Qi is the fact that Deutsch, Saville and Balcon started an embryonic film industry in Birmingham. Short of money the three pioneers only had £10 left and faced bankruptcy.

They decided to put all the money on an unlikely outcome of some football results which all came up. The three went on to successfully pursue their careers.

Therefore one could argue that the foundations of the British film industry rested on the outcome of an extraordinary bet.

 
grabagrannie
691014.  Thu Apr 01, 2010 5:10 am Reply with quote

Zebra57 wrote:
Quote:
The original Odeons were the popular amphitheatres of ancient Greek entertainment.

I believe that this is incorrect and a common error. In a theatre, the audience view the stage from one side only. In an amphitheatre, the audience surround the open area in the middle. 'Amphi-' means on both sides, or around. So an amphitheatre is like two theatres back-to-back. The Colosseum is an amphitheatre.

 
vantheman
694848.  Fri Apr 09, 2010 9:40 am Reply with quote

I suspect "odeon" actually has its origin in a hurried misreading of a Keats poem. ;-)

(No joke: I once had a student refer, without irony, to JK's poem as "O, dawn on a greasy urn." The only thing that prevented me from laughing out loud was utter bewilderment at how clueless said student was to the error.)

 
thedrew
694999.  Fri Apr 09, 2010 1:30 pm Reply with quote

Initialisms are quite old (S.P.Q.R. comes to mind). They have been quite popular in North America for a long time. USA and OK (okay) being the most famous early US initialisms. The word "acronym" was created by Bell Laboratories to describe how it came to name it's new system for submarine detection SOund Navigation And Ranging - SONAR. However the US Army and Navy had been using plenty of acronyms before then RADAR and AWOL being two noteworthy ones.

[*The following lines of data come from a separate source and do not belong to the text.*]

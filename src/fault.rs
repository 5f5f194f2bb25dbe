use std::error;
use std::fmt;
use std::io;

use crate::memory::{Address, Byte};

/// Everything that can stop the machine abnormally
#[derive(Debug, Clone, Copy, PartialEq, Eq)]
pub enum FaultKind {
    /// The byte at PC has no entry in the opcode table
    InvalidOpcode { opcode: Byte },
    /// The ALU was handed an operation tag it does not implement
    UnsupportedOperation { operation: Byte },
    /// Memory access outside of the address space
    OutOfBoundsAccess { address: usize },
    /// The program does not fit into memory
    ProgramTooLarge { length: usize },
    /// Register index outside of the register file
    InvalidRegister { index: Byte },
    /// PRN could not deliver its value to the output channel
    OutputFailed { kind: io::ErrorKind },
}

impl FaultKind {
    /// Process exit status reported for this kind of fault
    pub fn exit_code(&self) -> i32 {
        match self {
            FaultKind::InvalidOpcode { .. } => 2,
            FaultKind::UnsupportedOperation { .. } => 3,
            FaultKind::OutOfBoundsAccess { .. } => 4,
            FaultKind::ProgramTooLarge { .. } => 5,
            FaultKind::InvalidRegister { .. } => 6,
            FaultKind::OutputFailed { .. } => 7,
        }
    }
}

impl fmt::Display for FaultKind {
    fn fmt(&self, f: &mut fmt::Formatter<'_>) -> fmt::Result {
        match self {
            FaultKind::InvalidOpcode { opcode } => {
                write!(f, "invalid opcode `0b{:08b}`", opcode)
            }
            FaultKind::UnsupportedOperation { operation } => {
                write!(f, "unsupported ALU operation `0x{:x}`", operation)
            }
            FaultKind::OutOfBoundsAccess { address } => {
                write!(f, "memory has no address `0x{:x}`", address)
            }
            FaultKind::ProgramTooLarge { length } => {
                write!(f, "program of {} bytes does not fit into memory", length)
            }
            FaultKind::InvalidRegister { index } => write!(f, "no register R{}", index),
            FaultKind::OutputFailed { kind } => write!(f, "output channel failed: {:?}", kind),
        }
    }
}

impl error::Error for FaultKind {}

/// A fault together with the program counter at the time it happened
#[derive(Debug, Clone, Copy, PartialEq, Eq)]
pub struct Fault {
    pub kind: FaultKind,
    pub pc: Address,
}

impl Fault {
    pub fn new(kind: FaultKind, pc: Address) -> Self {
        Self { kind, pc }
    }

    pub fn exit_code(&self) -> i32 {
        self.kind.exit_code()
    }
}

impl fmt::Display for Fault {
    fn fmt(&self, f: &mut fmt::Formatter<'_>) -> fmt::Result {
        write!(f, "fault [pc: 0x{:02X}]: {}", self.pc, self.kind)
    }
}

impl error::Error for Fault {}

AWOL may be the oldest, depending on your definition of an acronym. The National Biscuit Company was branding itself as Nabisco before World War I, using syllables instead of initials.

However it wasn't until the 1930s "New Deal" Era when American "alphabet soup" agencies began to show up that our modern love-affair with initialisms/acronyms began to take off.